The role of a Midcounties director
To help members consider whether they might wish to stand for the Board, the following information provides more detail on the nature of the role of a director in Midcounties, the types of issues the Board deals with and important items of a more practical nature.
1. The nature of the role
As a first step, it is helpful to note that the 'role, responsibilities and tasks of the Board' and the 'role description and person specification of a director' have been defined by the Board. The first of these develops and clarifies the expectations for the Board as a whole, while the second sets out the attributes the Board seeks for its members. The document with the detail can be found here.
The Society is a large and complex organisation. It employs over 8,000 people in a number of consumer oriented businesses and plays an important social role in the community. It is owned and controlled by its members, a fundamental principle of co-operation, and co-operative values underpin all its activity.
The Board of directors is accountable to the Society’s members. It is responsible for setting the Society’s objectives and strategy and ensuring these are delivered in an assurance framework that promotes long term success.
Being a director involves serious obligations, including legal and moral responsibilities, as spelt out in the Society's Purpose Statement and Governance Code, and in legislation.
Being an effective member of the Board does not demand formal qualifications or first-hand experience of business management.
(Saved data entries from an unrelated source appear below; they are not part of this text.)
#![allow(clippy::unwrap_used, clippy::expect_used)]

mod support;

use std::time::Duration;

use base64::{Engine, engine::general_purpose::STANDARD};
use blaze_common::{
    Address, GatewayError,
    traits::relay::{MessageRelay, Outgoing},
};
use blaze_delivery::{Relay, RelayConfig, RelayProfile};
use pretty_assertions::assert_eq;
use support::mock_server::{MockSmtpServer, SmtpCommand};

fn relay_for(port: u16, command_timeout_secs: u64) -> Relay {
    let config = RelayConfig {
        host: "127.0.0.1".to_string(),
        port,
        destination: String::new(),
        default: RelayProfile {
            username: "relay@upstream.test".to_string(),
            password: "default-secret".to_string(),
        },
        verified: RelayProfile {
            username: "verified@upstream.test".to_string(),
            password: "verified-secret".to_string(),
        },
        hello_name: "gateway.test".to_string(),
        command_timeout_secs,
        accept_invalid_certs: false,
    };

    Relay::new(config, true)
}

fn addresses() -> (Address, Address) {
    (
        Address::parse("alice@sender.test").unwrap(),
        Address::parse("bob@one.test").unwrap(),
    )
}

fn auth_identity(command: &SmtpCommand) -> String {
    let SmtpCommand::Auth(argument) = command else {
        panic!("expected AUTH, got {command:?}");
    };
    let encoded = argument.strip_prefix("PLAIN ").unwrap();
    String::from_utf8(STANDARD.decode(encoded).unwrap()).unwrap()
}

#[tokio::test]
async fn relays_one_message_per_connection() {
    let server = MockSmtpServer::builder().build().await.unwrap();
    let relay = relay_for(server.addr().port(), 5);
    let (from, to) = addresses();

    let message = Outgoing {
        from: &from,
        to: &to,
        subject: "Status",
        body: "All good\n.hidden line\n",
    };
    relay.send(&message, false, "127.0.0.1").await.unwrap();

    let commands = server.commands().await;
    assert_eq!(commands[0], SmtpCommand::Ehlo("gateway.test".to_string()));
    assert_eq!(auth_identity(&commands[1]), "\0relay@upstream.test\0default-secret");
    assert_eq!(commands[2], SmtpCommand::MailFrom("FROM:<alice@sender.test>".to_string()));
    assert_eq!(commands[3], SmtpCommand::RcptTo("TO:<bob@one.test>".to_string()));
    assert_eq!(commands[4], SmtpCommand::Data);
    assert_eq!(commands[6], SmtpCommand::Quit);

    let SmtpCommand::MessageContent(content) = &commands[5] else {
        panic!("expected message content, got {:?}", commands[5]);
    };
    assert!(content.contains("Subject: Status\r\n"));
    assert!(content.contains("Content-Type: text/plain; charset=\"UTF-8\"\r\n"));
    assert!(content.ends_with("\r\nAll good\r\n..hidden line\r\n"));
}

#[tokio::test]
async fn verified_sender_uses_its_own_identity() {
    let server = MockSmtpServer::builder().build().await.unwrap();
    let relay = relay_for(server.addr().port(), 5);
    let (from, to) = addresses();

    let message = Outgoing {
        from: &from,
        to: &to,
        subject: "Hello",
        body: "Hi",
    };
    relay
        .send_with_verified_sender(&message, "replies@sender.test")
        .await
        .unwrap();

    let commands = server.commands().await;
    assert_eq!(auth_identity(&commands[1]), "\0verified@upstream.test\0verified-secret");

    let SmtpCommand::MessageContent(content) = &commands[5] else {
        panic!("expected message content, got {:?}", commands[5]);
    };
    assert!(content.contains("Reply-To: replies@sender.test\r\n"));
}

#[tokio::test]
async fn rejected_credentials_stop_before_mail() {
    let server = MockSmtpServer::builder()
        .with_auth_response(535, "5.7.8 Bad credentials")
        .build()
        .await
        .unwrap();
    let relay = relay_for(server.addr().port(), 5);
    let (from, to) = addresses();

    let message = Outgoing {
        from: &from,
        to: &to,
        subject: "Hello",
        body: "Hi",
    };
    let err = relay.send(&message, false, "127.0.0.1").await.unwrap_err();

    assert!(matches!(err, GatewayError::Authentication(_)), "{err}");
    assert!(
        !server
            .commands()
            .await
            .iter()
            .any(|c| matches!(c, SmtpCommand::MailFrom(_)))
    );
}

#[tokio::test]
async fn rejected_recipient_is_a_protocol_error() {
    let server = MockSmtpServer::builder()
        .with_rcpt_to_response(550, "5.1.1 User unknown")
        .build()
        .await
        .unwrap();
    let relay = relay_for(server.addr().port(), 5);
    let (from, to) = addresses();

    let message = Outgoing {
        from: &from,
        to: &to,
        subject: "Hello",
        body: "Hi",
    };
    let err = relay.send(&message, true, "127.0.0.1").await.unwrap_err();

    assert!(matches!(err, GatewayError::Protocol(_)), "{err}");
    assert!(err.to_string().contains("550"));
    assert!(!server.commands().await.contains(&SmtpCommand::Data));
}

#[tokio::test]
async fn unreachable_upstream_is_a_network_error() {
    let port = {
        let listener = std::net::TcpListener::bind("127.0.0.1:0").unwrap();
        listener.local_addr().unwrap().port()
    };
    let relay = relay_for(port, 5);
    let (from, to) = addresses();

    let message = Outgoing {
        from: &from,
        to: &to,
        subject: "Hello",
        body: "Hi",
    };
    let err = relay.send(&message, false, "127.0.0.1").await.unwrap_err();

    assert!(err.is_network(), "{err}");
}

#[tokio::test]
async fn slow_upstream_times_out() {
    let server = MockSmtpServer::builder()
        .with_response_delay(Duration::from_secs(3))
        .build()
        .await
        .unwrap();
    let relay = relay_for(server.addr().port(), 1);
    let (from, to) = addresses();

    let message = Outgoing {
        from: &from,
        to: &to,
        subject: "Hello",
        body: "Hi",
    };
    let err = relay.send(&message, false, "127.0.0.1").await.unwrap_err();

    assert!(err.is_network(), "{err}");
    assert!(err.to_string().contains("timed out"));
}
It does however require a willingness to come to grips with sometimes complicated business and ethical issues, an ability to acquire a level of understanding sufficient to enable informed judgments about matters which come to the Board, and a willingness to contribute to discussion and debate in the Board room.
It also involves a commitment of time to other areas of the Board’s work. For example, by sitting on committees and working groups set up by the Board, and, more widely, by representing the business both within and beyond the Society at meetings and events.
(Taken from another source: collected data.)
use std::{net::SocketAddr, path::PathBuf};

use blaze_common::Credentials;
use serde::Deserialize;

use crate::extensions::Extension;

/// Certificate and key used for implicit TLS on the listener.
#[derive(Clone, Debug, Deserialize)]
pub struct TlsContext {
    pub certificate: PathBuf,
    pub key: PathBuf,
}

/// Connection deadlines for inbound sessions.
#[derive(Debug, Clone, Copy, Deserialize)]
pub struct SmtpTimeouts {
    /// Maximum time to wait for the next line from the client
    #[serde(default = "default_read_timeout_secs")]
    pub read_timeout_secs: u64,

    /// Maximum time a single reply may take to write
    #[serde(default = "default_write_timeout_secs")]
    pub write_timeout_secs: u64,

    /// Maximum time for the whole DATA transfer
    #[serde(default = "default_data_timeout_secs")]
    pub data_timeout_secs: u64,
}

const fn default_read_timeout_secs() -> u64 {
    10
}

const fn default_write_timeout_secs() -> u64 {
    10
}

const fn default_data_timeout_secs() -> u64 {
    300
}

impl Default for SmtpTimeouts {
    fn default() -> Self {
        Self {
            read_timeout_secs: default_read_timeout_secs(),
            write_timeout_secs: default_write_timeout_secs(),
            data_timeout_secs: default_data_timeout_secs(),
        }
    }
}

/// Size and count limits for one mail transaction.
#[derive(Debug, Clone, Copy, PartialEq, Eq, Deserialize)]
pub struct Limits {
    /// Maximum accumulated DATA size in bytes, advertised via `SIZE`
    #[serde(default = "default_max_message_size")]
    pub max_message_size: usize,

    #[serde(default = "default_max_recipients")]
    pub max_recipients: usize,

    /// Maximum length of one line, excluding the line terminator
    #[serde(default = "default_max_line_length")]
    pub max_line_length: usize,
}

const fn default_max_message_size() -> usize {
    10 * 1024 * 1024
}

const fn default_max_recipients() -> usize {
    50
}

const fn default_max_line_length() -> usize {
    1000
}

impl Default for Limits {
    fn default() -> Self {
        Self {
            max_message_size: default_max_message_size(),
            max_recipients: default_max_recipients(),
            max_line_length: default_max_line_length(),
        }
    }
}

/// The `smtp` section of the gateway configuration.
#[derive(Debug, Clone, Deserialize)]
pub struct SmtpConfig {
    #[serde(default = "default_listen")]
    pub listen: SocketAddr,

    /// Name announced in the greeting and EHLO reply
    pub hostname: String,

    #[serde(default)]
    pub timeouts: SmtpTimeouts,

    #[serde(default)]
    pub limits: Limits,

    /// Identity clients must present via `AUTH PLAIN`
    pub credentials: Credentials,

    #[serde(default = "default_require_auth")]
    pub require_auth: bool,

    #[serde(default = "Extension::defaults")]
    pub extensions: Vec<Extension>,

    #[serde(default)]
    pub tls: Option<TlsContext>,
}

fn default_listen() -> SocketAddr {
    SocketAddr::from(([0, 0, 0, 0], 465))
}

const fn default_require_auth() -> bool {
    true
}

#[cfg(test)]
#[allow(clippy::unwrap_used, clippy::expect_used)]
mod tests {
    use pretty_assertions::assert_eq;

    use super::*;

    #[test]
    fn limits_default_when_missing() {
        let limits: Limits = serde_json::from_str(r#"{"max_recipients": 3}"#).unwrap();

        assert_eq!(
            limits,
            Limits {
                max_message_size: 10 * 1024 * 1024,
                max_recipients: 3,
                max_line_length: 1000,
            }
        );
    }
}
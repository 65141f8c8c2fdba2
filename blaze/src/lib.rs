//! Blaze mail gateway: configuration loading and server orchestration.

pub mod config;
pub mod gateway;

pub use config::{Config, ConfigError};
pub use gateway::Gateway;
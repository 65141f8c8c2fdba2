//! DNS lookups used by the trust checks.

use std::time::Duration;

use async_trait::async_trait;
use hickory_resolver::{
    ResolveError, TokioResolver, config::ResolverOpts, name_server::TokioConnectionProvider,
};
use thiserror::Error;
use tracing::debug;

#[derive(Debug, Error)]
pub enum DnsError {
    /// The name exists but has no records of the requested type, or doesn't
    /// exist at all.
    #[error("no records found for {0}")]
    NoRecords(String),

    /// DNS query failed due to network or resolver issues.
    #[error("DNS lookup failed: {0}")]
    LookupFailed(#[from] ResolveError),

    #[error("DNS query timed out for {0}")]
    Timeout(String),
}

/// The record lookups the verifier needs.
#[async_trait]
pub trait DnsLookup: Send + Sync {
    /// Exchange host names of the MX records for `domain`.
    async fn mx(&self, domain: &str) -> Result<Vec<String>, DnsError>;

    /// Every TXT record at `name`, each one's strings concatenated.
    async fn txt(&self, name: &str) -> Result<Vec<String>, DnsError>;
}

/// [`DnsLookup`] backed by the system resolver configuration.
#[derive(Debug)]
pub struct HickoryLookup {
    resolver: TokioResolver,
    timeout: Duration,
}

impl HickoryLookup {
    /// # Errors
    ///
    /// Returns an error if the system DNS configuration cannot be loaded.
    pub fn new(timeout_secs: u64) -> Result<Self, DnsError> {
        let timeout = Duration::from_secs(timeout_secs);
        let mut opts = ResolverOpts::default();
        opts.timeout = timeout;

        let resolver = TokioResolver::builder(TokioConnectionProvider::default())?
            .with_options(opts)
            .build();

        Ok(Self { resolver, timeout })
    }

    fn classify(name: &str, err: ResolveError) -> DnsError {
        if err.is_no_records_found() {
            DnsError::NoRecords(name.to_string())
        } else {
            DnsError::LookupFailed(err)
        }
    }
}

/// Lookups are made fully qualified so search domains never apply.
fn absolute(name: &str) -> String {
    if name.ends_with('.') {
        name.to_string()
    } else {
        format!("{name}.")
    }
}

#[async_trait]
impl DnsLookup for HickoryLookup {
    async fn mx(&self, domain: &str) -> Result<Vec<String>, DnsError> {
        let lookup = tokio::time::timeout(self.timeout, self.resolver.mx_lookup(absolute(domain)))
            .await
            .map_err(|_| DnsError::Timeout(domain.to_string()))?
            .map_err(|err| Self::classify(domain, err))?;

        let hosts = lookup
            .iter()
            .map(|mx| mx.exchange().to_utf8())
            .collect::<Vec<_>>();
        debug!("Found {} MX record(s) for {domain}", hosts.len());
        Ok(hosts)
    }

    async fn txt(&self, name: &str) -> Result<Vec<String>, DnsError> {
        let lookup = tokio::time::timeout(self.timeout, self.resolver.txt_lookup(absolute(name)))
            .await
            .map_err(|_| DnsError::Timeout(name.to_string()))?
            .map_err(|err| Self::classify(name, err))?;

        Ok(lookup
            .iter()
            .map(|txt| {
                txt.txt_data()
                    .iter()
                    .map(|part| String::from_utf8_lossy(part))
                    .collect::<String>()
            })
            .collect())
    }
}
While, the amount of time a director contributes to their duties will vary considerably according to factors such as what committees they serve on and on personal circumstances, in all cases it extends well beyond simply preparing for and attending monthly Board meetings and should not be underestimated.
Listed below are a number of the key items that have been discussed in the Board room over the last year. While this is by no means all the work undertaken by the Board, it is indicative and provides an insight into the nature of the matters that come before the Board.
Over the last year the Board has reviewed and approved the Society's budgets for the year and its longer term three year plan. It has continued to monitor the financial and non-financial performance of the Society on a regular basis. It has approved a number of key capital projects and a series of distributions to be made to members and other key stakeholders. It has agreed restructuring arrangements in its Food Retail business. It has regularly reviewed the decisions of its Committees. It has approved the Society's annual report and accounts and it has agreed a number of acquisitions and disposals of trading sites.
As noted, this list is not exhaustive, but it does provide an indication of the matters that come before the Board. You will need to be comfortable that you can contribute to these and other similar matters before you put yourself forward to stand for the Board.
The items set out below are of a more practical nature, but do need to be taken into consideration.
Who can be a director?
Anyone who has been a member of the Society for at least one year can become a director. However, there are some conditions:
- Have spent at least £500, in the 12 month period finishing one month prior to their nomination, with any of the Society's various businesses.
You must not:
- Have any material conflicts of interest with the Society (this includes your immediate family).
- Be an undischarged bankrupt.
- Be disqualified to act as a director under the Companies Act.
These conditions are set out more formally in rule 10.10 of the Society Rules.
How do I become a director?
- You will need to be elected by your fellow members.
- We ask for nominations to stand for election during June - August each year. You will see posters displayed in our stores and branches and there will be information on our website.
- You will need to review certain information provided by the Society, attend a candidates’ forum and complete a certification as part of the nomination process.
- You will also need to complete a nomination form.
- You will have to write 250 words about why members should elect you as a director and provide bullet point information on your Why you want to stand for the Board, What you can contribute, your commitment to co-operation and qualifications for the role. This will be published in a candidates’ address booklet which is circulated to members with their voting papers
- Elections are held in September/October each year when we ask members to vote on those candidates nominated for election.
It is important you attend the Society’s Board and members’ meetings. We hold 11 Board meetings each year. Seven are held on a Monday evening from 5.30pm until approximately 9.00pm and four are held on a Saturday usually lasting until late lunchtime, with presentations and discussion sessions on the Friday evening beforehand. The Society’s AGM takes place in May and a series of Half Year meetings are held in October. The Board also has a number of Committees and working groups and it is likely you will participate in at least one of these.
Meeting venues – meetings are normally held at the Society’s Head office in Warwick. Transport and hotel accommodation can be provided if required, and the costs of childcare/elderly care are also reimbursed.
Fees - directors are paid a fee which currently stands at £9,200 per year.
Term of office - the term of office is 3 years. You will then need to seek re-election.
Time commitment – it is worth reiterating that while the amount of time a director contributes to their duties will vary considerably according to factors such as what committees they serve on and on personal circumstances, in all cases it extends well beyond simply preparing for and attending monthly Board meetings and should not be underestimated.